Syntax:
#batch
create batch input table table_identifier USING hudi(path=<path>) ; -- load
Parameters:
- table_identifier - table name of input table
- path - partition path where the hudi file hosts
Examples:
create batch input table hudi_trips_snapshot USING hudi(path="/path/to/your/hudi/location") ;
Syntax:
#update data
create batch output table table_identifier USING hudi(
hoodie.datasource.write.precombine.field=<preCombineField>,
hoodie.datasource.write.recordkey.field=<recordKeyField>,
hoodie.datasource.write.partitionpath.field=<partitionPathField>,
hoodie.datasource.write.table.name=<tableName>
) TBLPROPERTIES(saveMode="append");
#insert data
create batch output table table_identifier USING hudi(
hoodie.datasource.write.precombine.field=<preCombineField>,
hoodie.datasource.write.recordkey.field=<recordKeyField>,
hoodie.datasource.write.partitionpath.field=<partitionPathField>,
hoodie.datasource.write.table.name=<tableName>
) TBLPROPERTIES(saveMode="overwrite");
#delete data
create batch output table table_identifier USING hudi(
hoodie.datasource.write.operation="delete",
hoodie.datasource.write.precombine.field=<preCombineField>,
hoodie.datasource.write.recordkey.field=<recordKeyField>,
hoodie.datasource.write.partitionpath.field=<partitionPathField>,
hoodie.datasource.write.table.name=<tableName>
) TBLPROPERTIES(saveMode="append");
Parameters:
- table_identifier - table name of output table
- preCombineField - Field used in preCombining before actual write. When two records have the same key value, we will pick the one with the largest value for the precombine field, determined by Object.compareTo(..)

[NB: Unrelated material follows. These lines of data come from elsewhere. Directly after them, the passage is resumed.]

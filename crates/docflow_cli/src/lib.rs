//! Docflow command-line client: configuration, rendering and subcommands.
mod cli;
mod commands;
mod config;
mod interrupt;
mod logging;
mod render;

pub use cli::{
    AnalyzeCommand, Cli, Command, RefineCommand, ScanCommand, SpecsCommand, StatsCommand,
};
pub use commands::run;
pub use config::{
    load as load_config, CliConfig, ConfigError, LogConfig, LogLevel, LogTarget, ServerConfig,
    DEFAULT_CONFIG_FILE,
};
pub use interrupt::Interrupt;
pub use logging::{destination as log_destination, init_logging};
pub use render::{format_size, run_lines, step_line, summary_text, timestamped, tree_lines};
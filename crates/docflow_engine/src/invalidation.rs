use std::sync::mpsc;

use docflow_core::{ProjectId, StaleTag};
use docflow_logging::flow_debug;

struct Subscriber {
    project: Option<ProjectId>,
    tx: mpsc::Sender<StaleTag>,
}

/// Fans stale-data notifications out to whoever caches server data.
#[derive(Default)]
pub struct InvalidationBus {
    subscribers: Vec<Subscriber>,
}

impl InvalidationBus {
    pub fn new() -> Self {
        Self::default()
    }

    /// Subscribes to tags of one project, or of every project with `None`.
    pub fn subscribe(&mut self, project: Option<ProjectId>) -> mpsc::Receiver<StaleTag> {
        let (tx, rx) = mpsc::channel();
        self.subscribers.push(Subscriber { project, tx });
        rx
    }

    /// Delivers each distinct tag once to every interested subscriber.
    /// Subscribers whose receiver is gone are dropped.
    pub fn publish(&mut self, tags: &[StaleTag]) -> usize {
        let mut distinct: Vec<&StaleTag> = Vec::with_capacity(tags.len());
        for tag in tags {
            if !distinct.contains(&tag) {
                distinct.push(tag);
            }
        }

        let mut delivered = 0;
        self.subscribers.retain(|subscriber| {
            for tag in &distinct {
                let wanted = subscriber
                    .project
                    .map_or(true, |project| tag.concerns(project));
                if !wanted {
                    continue;
                }
                if subscriber.tx.send(**tag).is_err() {
                    return false;
                }
                delivered += 1;
            }
            true
        });
        flow_debug!("Invalidated {:?} ({} deliveries)", distinct, delivered);
        delivered
    }

    pub fn subscriber_count(&self) -> usize {
        self.subscribers.len()
    }
}
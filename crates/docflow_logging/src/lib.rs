#![deny(missing_docs)]
//! Shared logging utilities for the docflow workspace.
//!
//! This crate provides the `flow_*` logging macros used across the codebase,
//! the logger initialisation used by binaries, and a minimal test initializer
//! for the global logger.

use std::fs::File;
use std::path::{Path, PathBuf};

use log::LevelFilter;
use simplelog::{
    ColorChoice, CombinedLogger, Config, ConfigBuilder, SharedLogger, TermLogger, TerminalMode,
    WriteLogger,
};

/// Default log file written by [`LogDestination::File`] and [`LogDestination::Both`].
pub const DEFAULT_LOG_FILE: &str = "./docflow.log";

/// Trace-level record through the `log` facade.
#[macro_export]
macro_rules! flow_trace {
    ($($arg:tt)*) => {{
        log::trace!($($arg)*);
    }};
}

/// Debug-level record; used for ignored late events and cache invalidations.
#[macro_export]
macro_rules! flow_debug {
    ($($arg:tt)*) => {{
        log::debug!($($arg)*);
    }};
}

/// Logs an info-level message using the global logging facade.
#[macro_export]
macro_rules! flow_info {
    ($($arg:tt)*) => {{
        log::info!($($arg)*);
    }};
}

/// Warn-level record; transport failures and undecodable wire lines.
#[macro_export]
macro_rules! flow_warn {
    ($($arg:tt)*) => {{
        log::warn!($($arg)*);
    }};
}

/// Logs an error-level message using the global logging facade.
#[macro_export]
macro_rules! flow_error {
    ($($arg:tt)*) => {{
        log::error!($($arg)*);
    }};
}

/// Destination for log output.
#[derive(Debug, Clone, PartialEq, Eq, Default)]
pub enum LogDestination {
    /// Write to a log file only.
    File(PathBuf),
    /// Write to the terminal (stderr for warnings and errors).
    #[default]
    Terminal,
    /// Write to both a log file and the terminal.
    Both(PathBuf),
}

/// Initialize the global logger with the given destination and level.
///
/// A file that cannot be created is reported on stderr; a file-only
/// destination then falls back to the terminal. Calling this twice is harmless.
pub fn initialize(destination: LogDestination, level: LevelFilter) {
    let config = build_config();

    let loggers: Vec<Box<dyn SharedLogger>> = match destination {
        LogDestination::File(path) => match create_file_logger(&path, level, config.clone()) {
            Some(file_logger) => vec![file_logger],
            None => vec![terminal_logger(level, config)],
        },
        LogDestination::Terminal => vec![terminal_logger(level, config)],
        LogDestination::Both(path) => {
            let mut loggers = vec![terminal_logger(level, config.clone())];
            if let Some(file_logger) = create_file_logger(&path, level, config) {
                loggers.push(file_logger);
            }
            loggers
        }
    };

    let _ = CombinedLogger::init(loggers);
}

/// Initializes a simple terminal logger for use in tests.
///
/// This safely no-ops if another logger has already been initialized.
pub fn initialize_for_tests() {
    let level = if cfg!(debug_assertions) {
        LevelFilter::Debug
    } else {
        LevelFilter::Info
    };

    // An earlier test may already have installed one.
    let _ = CombinedLogger::init(vec![terminal_logger(level, Config::default())]);
}

fn build_config() -> Config {
    ConfigBuilder::new()
        .set_time_format_rfc3339()
        .set_target_level(LevelFilter::Error)
        .build()
}

fn terminal_logger(level: LevelFilter, config: Config) -> Box<dyn SharedLogger> {
    TermLogger::new(level, config, TerminalMode::Mixed, ColorChoice::Auto)
}

fn create_file_logger(
    path: &Path,
    level: LevelFilter,
    config: Config,
) -> Option<Box<dyn SharedLogger>> {
    match File::create(path) {
        Ok(file) => Some(WriteLogger::new(level, config, file)),
        Err(err) => {
            eprintln!("docflow: cannot write log file {}: {err}", path.display());
            None
        }
    }
}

- recordKeyField - Record key field. Value to be used as the recordKey component of HoodieKey. Actual value will be obtained by invoking .toString() on the field value. Nested fields can be specified using the dot notation eg: a.b.c
- partitionPathField - Partition path field. Value to be used at the partitionPath component of HoodieKey. Actual value ontained by invoking .toString()
- tableName - Hive table name, to register the table into. Default: None (mandatory)

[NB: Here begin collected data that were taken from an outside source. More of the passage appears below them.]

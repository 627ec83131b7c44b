use std::fmt;

use crate::ProjectId;

/// A result collection that a completed phase made stale.
///
/// The core only names collections; whoever owns the caches subscribes to
/// these tags and refetches.
#[derive(Debug, Clone, Copy, PartialEq, Eq, PartialOrd, Ord, Hash)]
pub enum StaleTag {
    ProjectSummaries,
    ProjectFiles(ProjectId),
    KnowledgeBaseStats(ProjectId),
    Results(ProjectId),
}

impl StaleTag {
    pub fn project(self) -> Option<ProjectId> {
        match self {
            StaleTag::ProjectSummaries => None,
            StaleTag::ProjectFiles(id)
            | StaleTag::KnowledgeBaseStats(id)
            | StaleTag::Results(id) => Some(id),
        }
    }

    /// Whether a subscriber interested in `project` should see this tag.
    /// Project-wide tags reach everyone.
    pub fn concerns(self, project: ProjectId) -> bool {
        self.project().map_or(true, |id| id == project)
    }
}

impl fmt::Display for StaleTag {
    fn fmt(&self, f: &mut fmt::Formatter<'_>) -> fmt::Result {
        match self {
            StaleTag::ProjectSummaries => write!(f, "projects"),
            StaleTag::ProjectFiles(id) => write!(f, "files:{id}"),
            StaleTag::KnowledgeBaseStats(id) => write!(f, "kb-stats:{id}"),
            StaleTag::Results(id) => write!(f, "results:{id}"),
        }
    }
}
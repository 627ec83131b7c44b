use std::time::Duration;

use docflow_core::{
    DocumentId, DocumentSelection, ProjectId, RefineRequest, ResultId, SpecCatalog,
    SuggestionSet,
};
use docflow_logging::flow_debug;
use reqwest::header::{ACCEPT, CONTENT_TYPE};
use reqwest::{Method, RequestBuilder, Response};
use serde::de::DeserializeOwned;
use serde::Serialize;
use url::Url;

use crate::models::{
    AnalysisBody, ContentType, FolderValidation, IndexResult, KnowledgeBaseStats,
    ProcessingResult, Project, ProjectCreate, ProjectFileSummary, ProjectUpdate,
    ProjectWithStats, RefineBody, ResultPatch, ServerMessage, SpecTreeResponse, SuggestBody,
    SuggestResponse,
};
use crate::types::{map_reqwest_error, ApiError, FailureKind};

#[derive(Debug, Clone)]
pub struct ClientSettings {
    pub base_url: String,
    pub connect_timeout: Duration,
    /// Bounds plain REST calls only; streams and long jobs run unbounded.
    pub request_timeout: Duration,
    /// Fails a stream that stays silent this long. Off by default.
    pub stream_idle_timeout: Option<Duration>,
}

impl Default for ClientSettings {
    fn default() -> Self {
        Self {
            base_url: "http://127.0.0.1:8000".to_string(),
            connect_timeout: Duration::from_secs(10),
            request_timeout: Duration::from_secs(30),
            stream_idle_timeout: None,
        }
    }
}

/// The one-shot server calls the coordinator drives on behalf of the core.
#[async_trait::async_trait]
pub trait PhaseApi: Send + Sync {
    async fn index_knowledge_base(
        &self,
        project_id: ProjectId,
        force: bool,
    ) -> Result<IndexResult, ApiError>;

    async fn refine_result(&self, request: &RefineRequest) -> Result<ProcessingResult, ApiError>;
}

#[derive(Debug, Clone)]
pub struct ApiClient {
    settings: ClientSettings,
    base: Url,
    client: reqwest::Client,
    long_client: reqwest::Client,
}

impl ApiClient {
    pub fn new(settings: ClientSettings) -> Result<Self, ApiError> {
        let mut base = Url::parse(&settings.base_url)
            .map_err(|err| ApiError::new(FailureKind::InvalidUrl, err.to_string()))?;
        if !base.path().ends_with('/') {
            let path = format!("{}/", base.path());
            base.set_path(&path);
        }

        let client = reqwest::Client::builder()
            .connect_timeout(settings.connect_timeout)
            .timeout(settings.request_timeout)
            .build()
            .map_err(|err| ApiError::new(FailureKind::Network, err.to_string()))?;
        let long_client = reqwest::Client::builder()
            .connect_timeout(settings.connect_timeout)
            .build()
            .map_err(|err| ApiError::new(FailureKind::Network, err.to_string()))?;

        Ok(Self {
            settings,
            base,
            client,
            long_client,
        })
    }

    pub fn settings(&self) -> &ClientSettings {
        &self.settings
    }

    pub async fn list_projects(&self) -> Result<Vec<ProjectWithStats>, ApiError> {
        self.get(self.endpoint("api/projects")?).await
    }

    pub async fn get_project(&self, project_id: ProjectId) -> Result<ProjectWithStats, ApiError> {
        self.get(self.endpoint(&format!("api/projects/{project_id}"))?)
            .await
    }

    pub async fn create_project(&self, project: &ProjectCreate) -> Result<Project, ApiError> {
        self.send(Method::POST, self.endpoint("api/projects")?, Some(project))
            .await
    }

    pub async fn update_project(
        &self,
        project_id: ProjectId,
        update: &ProjectUpdate,
    ) -> Result<Project, ApiError> {
        let url = self.endpoint(&format!("api/projects/{project_id}"))?;
        self.send(Method::PUT, url, Some(update)).await
    }

    pub async fn delete_project(&self, project_id: ProjectId) -> Result<ServerMessage, ApiError> {
        let url = self.endpoint(&format!("api/projects/{project_id}"))?;
        self.send(Method::DELETE, url, None::<&()>).await
    }

    pub async fn validate_folder(&self, path: &str) -> Result<FolderValidation, ApiError> {
        let mut url = self.endpoint("api/projects/validate-folder")?;
        url.query_pairs_mut().append_pair("path", path);
        self.send(Method::POST, url, None::<&()>).await
    }

    pub async fn list_files(
        &self,
        project_id: ProjectId,
        content_type: Option<ContentType>,
    ) -> Result<Vec<ProjectFileSummary>, ApiError> {
        let mut url = self.endpoint(&format!("api/projects/{project_id}/files"))?;
        if let Some(content_type) = content_type {
            url.query_pairs_mut()
                .append_pair("content_type", content_type.as_str());
        }
        self.get(url).await
    }

    pub async fn knowledge_base_stats(
        &self,
        project_id: ProjectId,
    ) -> Result<KnowledgeBaseStats, ApiError> {
        self.get(self.endpoint(&format!("api/projects/{project_id}/knowledge-base"))?)
            .await
    }

    pub async fn clear_knowledge_base(
        &self,
        project_id: ProjectId,
    ) -> Result<ServerMessage, ApiError> {
        let url = self.endpoint(&format!("api/projects/{project_id}/knowledge-base"))?;
        self.send(Method::DELETE, url, None::<&()>).await
    }

    pub async fn list_results(
        &self,
        project_id: ProjectId,
    ) -> Result<Vec<ProcessingResult>, ApiError> {
        self.get(self.endpoint(&format!("api/projects/{project_id}/results"))?)
            .await
    }

    pub async fn get_result(&self, result_id: ResultId) -> Result<ProcessingResult, ApiError> {
        self.get(self.endpoint(&format!("api/results/{result_id}"))?)
            .await
    }

    pub async fn patch_result(
        &self,
        result_id: ResultId,
        patch: &ResultPatch,
    ) -> Result<ProcessingResult, ApiError> {
        let url = self.endpoint(&format!("api/results/{result_id}"))?;
        self.send(Method::PATCH, url, Some(patch)).await
    }

    pub async fn delete_result(&self, result_id: ResultId) -> Result<ServerMessage, ApiError> {
        let url = self.endpoint(&format!("api/results/{result_id}"))?;
        self.send(Method::DELETE, url, None::<&()>).await
    }

    pub async fn suggest_specs(
        &self,
        project_id: ProjectId,
        documents: &[DocumentId],
    ) -> Result<SuggestionSet, ApiError> {
        let url = self.endpoint(&format!("api/projects/{project_id}/suggest-specs"))?;
        let body = SuggestBody {
            file_ids: documents,
        };
        let response: SuggestResponse = self.send(Method::POST, url, Some(&body)).await?;
        Ok(response.into())
    }

    pub async fn spec_tree(&self, project_id: ProjectId) -> Result<SpecCatalog, ApiError> {
        let response: SpecTreeResponse = self
            .get(self.endpoint(&format!("api/projects/{project_id}/spec-tree"))?)
            .await?;
        Ok(response.into())
    }

    pub(crate) fn scan_stream(
        &self,
        project_id: ProjectId,
        parse_content: bool,
    ) -> Result<RequestBuilder, ApiError> {
        let mut url = self.endpoint(&format!("api/projects/{project_id}/scan-stream"))?;
        url.query_pairs_mut()
            .append_pair("parse_content", bool_param(parse_content));
        Ok(self
            .long_client
            .get(url)
            .header(ACCEPT, "text/event-stream"))
    }

    pub(crate) fn analysis_stream(
        &self,
        project_id: ProjectId,
        selections: &[DocumentSelection],
    ) -> Result<RequestBuilder, ApiError> {
        let url = self.endpoint(&format!("api/projects/{project_id}/process-stream"))?;
        let body = encode_body(&AnalysisBody::new(selections))?;
        Ok(self
            .long_client
            .post(url)
            .header(ACCEPT, "text/event-stream")
            .header(CONTENT_TYPE, "application/json")
            .body(body))
    }

    fn endpoint(&self, path: &str) -> Result<Url, ApiError> {
        self.base
            .join(path)
            .map_err(|err| ApiError::new(FailureKind::InvalidUrl, err.to_string()))
    }

    async fn get<T: DeserializeOwned>(&self, url: Url) -> Result<T, ApiError> {
        self.send(Method::GET, url, None::<&()>).await
    }

    async fn send<B, T>(&self, method: Method, url: Url, body: Option<&B>) -> Result<T, ApiError>
    where
        B: Serialize + ?Sized,
        T: DeserializeOwned,
    {
        execute(self.client.request(method, url), body).await
    }
}

#[async_trait::async_trait]
impl PhaseApi for ApiClient {
    async fn index_knowledge_base(
        &self,
        project_id: ProjectId,
        force: bool,
    ) -> Result<IndexResult, ApiError> {
        let mut url = self.endpoint(&format!("api/projects/{project_id}/index"))?;
        url.query_pairs_mut().append_pair("force", bool_param(force));
        execute(self.long_client.post(url), None::<&()>).await
    }

    async fn refine_result(&self, request: &RefineRequest) -> Result<ProcessingResult, ApiError> {
        let url = self.endpoint(&format!("api/results/{}/refine", request.result_id))?;
        let body = RefineBody {
            spec_paths: &request.spec_paths,
            instruction: request.instruction.as_deref(),
        };
        execute(self.long_client.post(url), Some(&body)).await
    }
}

async fn execute<B, T>(request: RequestBuilder, body: Option<&B>) -> Result<T, ApiError>
where
    B: Serialize + ?Sized,
    T: DeserializeOwned,
{
    let request = match body {
        Some(body) => request
            .header(CONTENT_TYPE, "application/json")
            .body(encode_body(body)?),
        None => request,
    };
    let response = request.send().await.map_err(map_reqwest_error)?;
    let response = check_status(response).await?;
    let bytes = response.bytes().await.map_err(map_reqwest_error)?;
    serde_json::from_slice(&bytes).map_err(|err| ApiError::new(FailureKind::Decode, err.to_string()))
}

/// Turns a non-2xx response into an error carrying the server's `detail`.
pub(crate) async fn check_status(response: Response) -> Result<Response, ApiError> {
    let status = response.status();
    if status.is_success() {
        return Ok(response);
    }
    let text = response.text().await.unwrap_or_default();
    let detail = serde_json::from_str::<serde_json::Value>(&text)
        .ok()
        .and_then(|body| body.get("detail").map(detail_text))
        .filter(|detail| !detail.is_empty())
        .unwrap_or_else(|| status.to_string());
    flow_debug!("Server answered {}: {}", status, detail);
    Err(ApiError::new(FailureKind::HttpStatus(status.as_u16()), detail))
}

fn detail_text(detail: &serde_json::Value) -> String {
    match detail {
        serde_json::Value::String(text) => text.clone(),
        other => other.to_string(),
    }
}

fn encode_body<B: Serialize + ?Sized>(body: &B) -> Result<Vec<u8>, ApiError> {
    serde_json::to_vec(body).map_err(|err| ApiError::new(FailureKind::Decode, err.to_string()))
}

fn bool_param(value: bool) -> &'static str {
    if value {
        "true"
    } else {
        "false"
    }
}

For more information about the hudi options please refer to here
$SPARK_HOME/bin/spark-submit
--class com.qiniu.stream.core.Streaming \
--master spark://IP:PORT \
--packages com.qiniu:stream-hudi:0.1.0 \
--conf 'spark.serializer=org.apache.spark.serializer.KryoSerializer' \
stream-standalone-0.1.0-jar-with-dependencies.jar \
-j pathToYourPipeline.dsl